Analisi e commenti

Mario Monti

Parigi ci ruba gli statistici. La tradizione italiana di non saper usare gli uomini migliori

di Jean-Luc Giorda

26-08-2007

Tra i massimi vizi degli italiani dovremo aggiungere quello di non saper sfruttare i loro uomini migliori. Anzi, di non vederli proprio. Al punto da regalarli sistematicamente agli altri paesi. Poco male ora che l'Europa, volenti o nolenti i suoi governi, è costretta a marciare insieme nella stessa direzione. Ma un tempo, questo vizio è costato ben caro alle genti italiche.

Franco Bassanini e Mario Monti, arruolati dall'esuberante presidente francese Nicolas Sarkozy per la sua commissione "per la liberazione dell'economia", sono senza dubbio professionisti eccelsi, noti certo, ma triturati per anni nel calderone tutto italiano delle maldicenze e del pregiudizio ideologico che impone di giudicare per appartenenza politica (Bassanini) o di affibbiare tessere ad ogni costo (Monti). Ma di questo si è già detto a iosa: al "mai con questa sinistra", che s'ode a destra, risponde sempre altro squillo a sinistra: "mai con questa destra". Tant'è.

Ma il vizio di cui si parlava viene prima, e riguarda una specie di incapacità a riconoscere e usare fino in fondo i talenti di casa propria. Un'incapacità autolesionista che scopre i tesori d'intelligenza e competenza italiani solo quando sono gli altri ad additarli. "Nemo propheta in patria"? Di più.

È una cecità totale, di massa, dalla quale sono forse esclusi solo i talenti sportivi: chissà perché, però.

A voler guardare indietro, le tracce sono tante. Per cominciare solo dall'era moderna, ci possiamo mettere Cristoforo Colombo, che se non avesse trovato udienza in Iberia sarebbe finito sì e no camallo. Poi, pescando a caso, Giulio Mazzarino (anche allora i francesi si sceglievano le teste migliori d'Italia): con padre siculo e madre umbra, qui gli avrebbero proposto al massimo una rispettabilissima carriera nella "haute cuisine", invece di governare la Francia del Re Sole. Scienziati? Vogliamo parlare di Enrico Fermi? I "ragazzi di via Panisperna" facevano le nozze coi fichi secchi, aprendo la strada della fisica nucleare in uno scantinato, e il governo si preoccupava perché Fermi ritirando il Nobel dimenticava il saluto romano: rapido trasferimento in America, onori, successi e bomba atomica agli Usa. Meglio così.
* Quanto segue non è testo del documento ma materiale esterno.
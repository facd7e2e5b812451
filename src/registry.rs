//! Type registry
//!
//! The bundled `StructuralIntrospector`, `ExceptionIntrospector` and
//! `ClassDiscovery`. Types are described once through typed builders; the
//! builders erase the closures into reflective callables that downcast their
//! arguments at call time.
//!
//! ```ignore
//! let mut registry = TypeRegistry::new();
//! registry
//!     .bean::<Invoice>()
//!     .constructor(Invoice::default)
//!     .property("number", |i: &Invoice| i.number.clone(), |i, v| i.number = v)
//!     .register();
//! ```

use crate::error::InvocationError;
use crate::introspect::{
    AccessorPair, BoxedError, ClassCriteria, ClassDiscovery, ConstructorFn, ConstructorInfo,
    ExceptionConstructor, ExceptionFn, ExceptionIntrospector, Extensibility, GetterFn, SetterFn,
    StructuralIntrospector, TypeInfo,
};
use crate::value::{downcast, BoxedValue, DynValue, TypeDescriptor};
use std::any::{type_name, Any};
use std::collections::HashMap;
use std::error::Error;
use std::marker::PhantomData;
use std::sync::Arc;

/// Positional view over reflective constructor arguments.
pub struct ArgList {
    args: std::vec::IntoIter<BoxedValue>,
    position: usize,
}

impl ArgList {
    pub fn new(args: Vec<BoxedValue>) -> Self {
        Self {
            args: args.into_iter(),
            position: 0,
        }
    }

    /// Take the next argument as an `A`.
    pub fn next<A: Any>(&mut self) -> Result<A, InvocationError> {
        let position = self.position;
        self.position += 1;
        let value = self.args.next().ok_or(InvocationError::ArityMismatch {
            expected: position + 1,
            actual: position,
        })?;
        let actual = value.type_name();
        downcast::<A>(value).map_err(|_| InvocationError::ArgumentMismatch {
            position,
            expected: type_name::<A>(),
            actual,
        })
    }
}

#[derive(Debug, Clone)]
struct TypeRecord {
    info: TypeInfo,
    accessors: Vec<AccessorPair>,
    constructors: Vec<ConstructorInfo>,
    exception_constructors: Vec<ExceptionConstructor>,
    parent: Option<TypeDescriptor>,
}

impl TypeRecord {
    fn new(descriptor: TypeDescriptor) -> Self {
        Self {
            info: TypeInfo::new(descriptor),
            accessors: Vec::new(),
            constructors: Vec::new(),
            exception_constructors: Vec::new(),
            parent: None,
        }
    }
}

/// Registration-ordered catalogue of described types.
#[derive(Debug, Default)]
pub struct TypeRegistry {
    records: HashMap<TypeDescriptor, TypeRecord>,
    order: Vec<TypeDescriptor>,
}

impl TypeRegistry {
    pub fn new() -> Self {
        Self::default()
    }

    /// Start describing a data object.
    pub fn bean<T: DynValue>(&mut self) -> BeanBuilder<'_, T> {
        BeanBuilder {
            registry: self,
            record: TypeRecord::new(TypeDescriptor::of::<T>()),
            _marker: PhantomData,
        }
    }

    /// Start describing an error type.
    pub fn exception<E>(&mut self) -> ExceptionBuilder<'_, E>
    where
        E: Error + Send + Sync + 'static,
    {
        let mut record = TypeRecord::new(TypeDescriptor::of::<E>());
        record.info.is_exception = true;
        ExceptionBuilder {
            registry: self,
            record,
            _marker: PhantomData,
        }
    }

    /// Describe an interface-like seam: abstract and open to doubles.
    pub fn interface<T: ?Sized + 'static>(&mut self) -> &mut Self {
        let mut record = TypeRecord::new(TypeDescriptor::of::<T>());
        record.info.is_abstract = true;
        record.info.extensibility = Extensibility::Open;
        self.insert(record);
        self
    }

    /// Describe an enum by its variants. Synthesis uses the last variant,
    /// which keeps it apart from a `Default` that sits on the first; the
    /// other variants remain as fallbacks when a distinct value is needed.
    pub fn enumeration<T, I>(&mut self, variants: I) -> &mut Self
    where
        T: DynValue,
        I: IntoIterator<Item = T>,
    {
        let descriptor = TypeDescriptor::of::<T>();
        let mut record = TypeRecord::new(descriptor);
        let mut variants: Vec<T> = variants.into_iter().collect();
        // last variant first; the rest stay available as distinct values
        if let Some(last) = variants.pop() {
            variants.insert(0, last);
        }
        for variant in variants {
            let invoke: ConstructorFn = Arc::new(move |_: Vec<BoxedValue>| Ok(variant.clone_boxed()));
            record
                .constructors
                .push(ConstructorInfo::new(descriptor, Vec::new(), invoke));
        }
        self.insert(record);
        self
    }

    /// Describe `Vec<T>`, built as a one-element sequence.
    pub fn sequence<T: DynValue + Clone + PartialEq>(&mut self) -> &mut Self {
        self.bean::<Vec<T>>().constructor1(|element: T| vec![element]).register();
        self
    }

    /// Describe `Option<T>`, built as `Some`.
    pub fn optional<T: DynValue + Clone + PartialEq>(&mut self) -> &mut Self {
        self.bean::<Option<T>>().constructor1(|value: T| Some(value)).register();
        self
    }

    pub fn contains(&self, ty: &TypeDescriptor) -> bool {
        self.records.contains_key(ty)
    }

    pub fn len(&self) -> usize {
        self.records.len()
    }

    pub fn is_empty(&self) -> bool {
        self.records.is_empty()
    }

    /// Registered types, oldest registration first
    pub fn types(&self) -> impl Iterator<Item = &TypeDescriptor> + '_ {
        self.order.iter()
    }

    fn insert(&mut self, record: TypeRecord) {
        let descriptor = record.info.descriptor;
        if self.records.insert(descriptor, record).is_some() {
            log::debug!("replaced registration of {}", descriptor);
        } else {
            self.order.push(descriptor);
        }
    }
}

impl StructuralIntrospector for TypeRegistry {
    fn describe(&self, ty: &TypeDescriptor) -> Option<TypeInfo> {
        self.records.get(ty).map(|record| record.info.clone())
    }

    fn find_accessor_pairs(&self, ty: &TypeDescriptor, excluded: &[&str]) -> Vec<AccessorPair> {
        self.records
            .get(ty)
            .map(|record| {
                record
                    .accessors
                    .iter()
                    .filter(|pair| !excluded.contains(&pair.property_name.as_str()))
                    .cloned()
                    .collect()
            })
            .unwrap_or_default()
    }

    fn constructors(&self, ty: &TypeDescriptor) -> Vec<ConstructorInfo> {
        self.records
            .get(ty)
            .map(|record| record.constructors.clone())
            .unwrap_or_default()
    }
}

impl ExceptionIntrospector for TypeRegistry {
    fn is_exception(&self, ty: &TypeDescriptor) -> bool {
        self.records.get(ty).map_or(false, |record| record.info.is_exception)
    }

    fn exception_constructors(&self, ty: &TypeDescriptor) -> Vec<ExceptionConstructor> {
        self.records
            .get(ty)
            .map(|record| record.exception_constructors.clone())
            .unwrap_or_default()
    }

    fn nested_exceptions(&self, container: &TypeDescriptor) -> Vec<TypeDescriptor> {
        self.order
            .iter()
            .filter(|ty| {
                self.records
                    .get(ty)
                    .map_or(false, |r| r.info.is_exception && r.parent.as_ref() == Some(container))
            })
            .copied()
            .collect()
    }
}

impl ClassDiscovery for TypeRegistry {
    fn find_classes(&self, package: &str, criteria: &ClassCriteria) -> Vec<TypeDescriptor> {
        self.order
            .iter()
            .filter(|ty| {
                self.records
                    .get(ty)
                    .map_or(false, |record| criteria.matches(&record.info, package))
            })
            .copied()
            .collect()
    }
}

/// Describes one data object; finish with `register`.
#[must_use = "a bean description does nothing until `register` is called"]
pub struct BeanBuilder<'r, T> {
    registry: &'r mut TypeRegistry,
    record: TypeRecord,
    _marker: PhantomData<fn() -> T>,
}

impl<'r, T: DynValue> BeanBuilder<'r, T> {
    /// Override the package, which defaults to the Rust module path.
    pub fn package(mut self, package: impl Into<String>) -> Self {
        self.record.info.package = package.into();
        self
    }

    /// Attach a marker used by `ClassCriteria::required_marker`.
    pub fn marker(mut self, marker: impl Into<String>) -> Self {
        self.record.info.markers.push(marker.into());
        self
    }

    /// Allow doubles to stand in for this type.
    pub fn open(mut self) -> Self {
        self.record.info.extensibility = Extensibility::Open;
        self
    }

    pub fn abstract_type(mut self) -> Self {
        self.record.info.is_abstract = true;
        self
    }

    pub fn constructor<F>(self, build: F) -> Self
    where
        F: Fn() -> T + Send + Sync + 'static,
    {
        self.constructor_with(Vec::new(), move |_| Ok(build()))
    }

    pub fn constructor1<A, F>(self, build: F) -> Self
    where
        A: Any,
        F: Fn(A) -> T + Send + Sync + 'static,
    {
        self.constructor_with(vec![TypeDescriptor::of::<A>()], move |args| {
            Ok(build(args.next::<A>()?))
        })
    }

    pub fn constructor2<A, B, F>(self, build: F) -> Self
    where
        A: Any,
        B: Any,
        F: Fn(A, B) -> T + Send + Sync + 'static,
    {
        let params = vec![TypeDescriptor::of::<A>(), TypeDescriptor::of::<B>()];
        self.constructor_with(params, move |args| {
            let a = args.next::<A>()?;
            let b = args.next::<B>()?;
            Ok(build(a, b))
        })
    }

    pub fn constructor3<A, B, C, F>(self, build: F) -> Self
    where
        A: Any,
        B: Any,
        C: Any,
        F: Fn(A, B, C) -> T + Send + Sync + 'static,
    {
        let params = vec![
            TypeDescriptor::of::<A>(),
            TypeDescriptor::of::<B>(),
            TypeDescriptor::of::<C>(),
        ];
        self.constructor_with(params, move |args| {
            let a = args.next::<A>()?;
            let b = args.next::<B>()?;
            let c = args.next::<C>()?;
            Ok(build(a, b, c))
        })
    }

    /// Register a fallible constructor over an explicit parameter list.
    pub fn constructor_with<F>(mut self, params: Vec<TypeDescriptor>, build: F) -> Self
    where
        F: Fn(&mut ArgList) -> Result<T, InvocationError> + Send + Sync + 'static,
    {
        let invoke: ConstructorFn = Arc::new(move |args: Vec<BoxedValue>| {
            let mut args = ArgList::new(args);
            build(&mut args).map(|bean| Box::new(bean) as BoxedValue)
        });
        let owner = self.record.info.descriptor;
        self.record
            .constructors
            .push(ConstructorInfo::new(owner, params, invoke));
        self
    }

    /// Describe a property through its getter and setter.
    pub fn property<V, G, S>(mut self, name: &str, getter: G, setter: S) -> Self
    where
        V: DynValue,
        G: Fn(&T) -> V + Send + Sync + 'static,
        S: Fn(&mut T, V) + Send + Sync + 'static,
    {
        let get: GetterFn = Arc::new(move |instance: &dyn DynValue| {
            let bean = instance
                .downcast_ref::<T>()
                .ok_or_else(|| receiver_mismatch::<T>(instance.type_name()))?;
            Ok(Box::new(getter(bean)) as BoxedValue)
        });
        let set: SetterFn = Arc::new(move |instance: &mut dyn DynValue, value: BoxedValue| {
            let receiver = instance.type_name();
            let bean = instance
                .downcast_mut::<T>()
                .ok_or_else(|| receiver_mismatch::<T>(receiver))?;
            let actual = value.type_name();
            let value = downcast::<V>(value).map_err(|_| InvocationError::ArgumentMismatch {
                position: 0,
                expected: type_name::<V>(),
                actual,
            })?;
            setter(bean, value);
            Ok(())
        });

        let owner = self.record.info.descriptor;
        self.record.accessors.push(AccessorPair::new(
            owner,
            name,
            TypeDescriptor::of::<V>(),
            get,
            set,
        ));
        self
    }

    pub fn register(self) {
        self.registry.insert(self.record);
    }
}

fn receiver_mismatch<T>(actual: &'static str) -> InvocationError {
    InvocationError::Failed(format!(
        "receiver is `{}`, not `{}`",
        actual,
        type_name::<T>()
    ))
}

/// Describes one error type; finish with `register`.
#[must_use = "an exception description does nothing until `register` is called"]
pub struct ExceptionBuilder<'r, E> {
    registry: &'r mut TypeRegistry,
    record: TypeRecord,
    _marker: PhantomData<fn() -> E>,
}

impl<'r, E> ExceptionBuilder<'r, E>
where
    E: Error + Send + Sync + 'static,
{
    /// Declare the container (enclosing type or base error) this error
    /// belongs to.
    pub fn nested_in<C: ?Sized + 'static>(mut self) -> Self {
        self.record.parent = Some(TypeDescriptor::of::<C>());
        self
    }

    pub fn package(mut self, package: impl Into<String>) -> Self {
        self.record.info.package = package.into();
        self
    }

    pub fn constructor<F>(self, build: F) -> Self
    where
        F: Fn() -> E + Send + Sync + 'static,
    {
        self.constructor_with(Vec::new(), move |_| Ok(build()))
    }

    pub fn constructor1<A, F>(self, build: F) -> Self
    where
        A: Any,
        F: Fn(A) -> E + Send + Sync + 'static,
    {
        self.constructor_with(vec![TypeDescriptor::of::<A>()], move |args| {
            Ok(build(args.next::<A>()?))
        })
    }

    pub fn constructor2<A, B, F>(self, build: F) -> Self
    where
        A: Any,
        B: Any,
        F: Fn(A, B) -> E + Send + Sync + 'static,
    {
        let params = vec![TypeDescriptor::of::<A>(), TypeDescriptor::of::<B>()];
        self.constructor_with(params, move |args| {
            let a = args.next::<A>()?;
            let b = args.next::<B>()?;
            Ok(build(a, b))
        })
    }

    pub fn constructor_with<F>(mut self, params: Vec<TypeDescriptor>, build: F) -> Self
    where
        F: Fn(&mut ArgList) -> Result<E, InvocationError> + Send + Sync + 'static,
    {
        let invoke: ExceptionFn = Arc::new(move |args: Vec<BoxedValue>| {
            let mut args = ArgList::new(args);
            build(&mut args).map(|err| Box::new(err) as BoxedError)
        });
        let owner = self.record.info.descriptor;
        self.record
            .exception_constructors
            .push(ExceptionConstructor::new(owner, params, invoke));
        self
    }

    pub fn register(self) {
        self.registry.insert(self.record);
    }
}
Ma facciamo anche un esempio più banale: Paolo Conte. Dopo aver scritto dalla metà degli anni Sessanta le più belle canzoni d'autore italiane, dalla "Coppia più bella del mondo" a "Genova per noi", deve aspettare l'inizio degli anni Ottanta e il travolgente successo in Francia (sempre lì....) per riuscire finalmente a fare un tutto esaurito in Italia.

Si consolino, Bassanini e Monti. Arrivano alla corte di Sarkozy in buona compagnia, eredi di una lunga tradizione di "tafazzismo" e "facciamoci del male".

Resta l'amarezza per non poter evidentemente usare la loro competenza nell'Italia guelfa e ghibellina, ma anche immobile e vecchia. In fatto di riforme, è certo assai più bisognosa della Francia, che invece sembra volersi mettere al galoppo su questa via.

Speriamo almeno che, dopo aver aiutato Sarkozy e Attali a rimettere in carreggiata l'Esagono, i due professori possano ottenere udienza presso i politici (di destra e di sinistra) del Belpaese. Stateli almeno a sentire. Anche se sono solo italiani.